We, the undersigned human rights and civil liberties organizations and trade associations, write to convey our significant concerns with the Requiring Reporting of Online Terrorist Activity Act (S. 2372). The RROTA Act would require all providers of Internet communications services to report to government authorities when they obtain “actual knowledge” of apparent “terrorist activity” on their services – a broad term that could encompass both speech and conduct. We sent a version of this letter on Aug. 4, 2015 when this proposal took the form of a provision in the draft Intelligence Authorization Act of Fiscal Year 2016 (S. 1705).

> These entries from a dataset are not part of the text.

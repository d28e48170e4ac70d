use crate::domain::catalog::NAV_LINKS;
use maud::{html, Markup, DOCTYPE};

pub fn desktop_layout(title: &str, content: Markup) -> Markup {
    html! {
        (DOCTYPE)
        html lang="en" {
            head {
                meta charset="utf-8";
                meta name="viewport" content="width=device-width, initial-scale=1.0";
                meta name="description" content="Vistahaven: luxury residences, eco green buildings and unique vacation homes.";
                title { (title) }
                link rel="stylesheet" href="/static/main.css";
                script src="https://unpkg.com/htmx.org@1.9.12" defer {};
            }
            body {
                header class="site-header" {
                    a href="/" class="logo" { "Vistahaven" }
                    nav {
                        ul {
                            @for (label, href) in NAV_LINKS {
                                li { a href=(href) { (label) } }
                            }
                        }
                    }
                    a href="#contact" class="btn primary" { "Contact Us Now" }
                }
                (content)
            }
        }
    }
}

Unfortunately, the RROTA Act would create strong incentives for providers to overreport on the activity and communications of their users, in order to avoid violating the law. This proposal risks bringing wholly innocent people under the scrutiny of the U.S. government in a procedure that includes no limits on the use of the reported information and no safeguards against abuse. Such a reporting requirement would create a chilling effect on constitutionally protected speech and would impermissibly burden individuals’ First and Fourth Amendment rights. Further, online service providers are already permitted under law to make voluntary reports to law enforcement in emergency circumstances and when a communication appears to pertain to the commission of a crime.[1]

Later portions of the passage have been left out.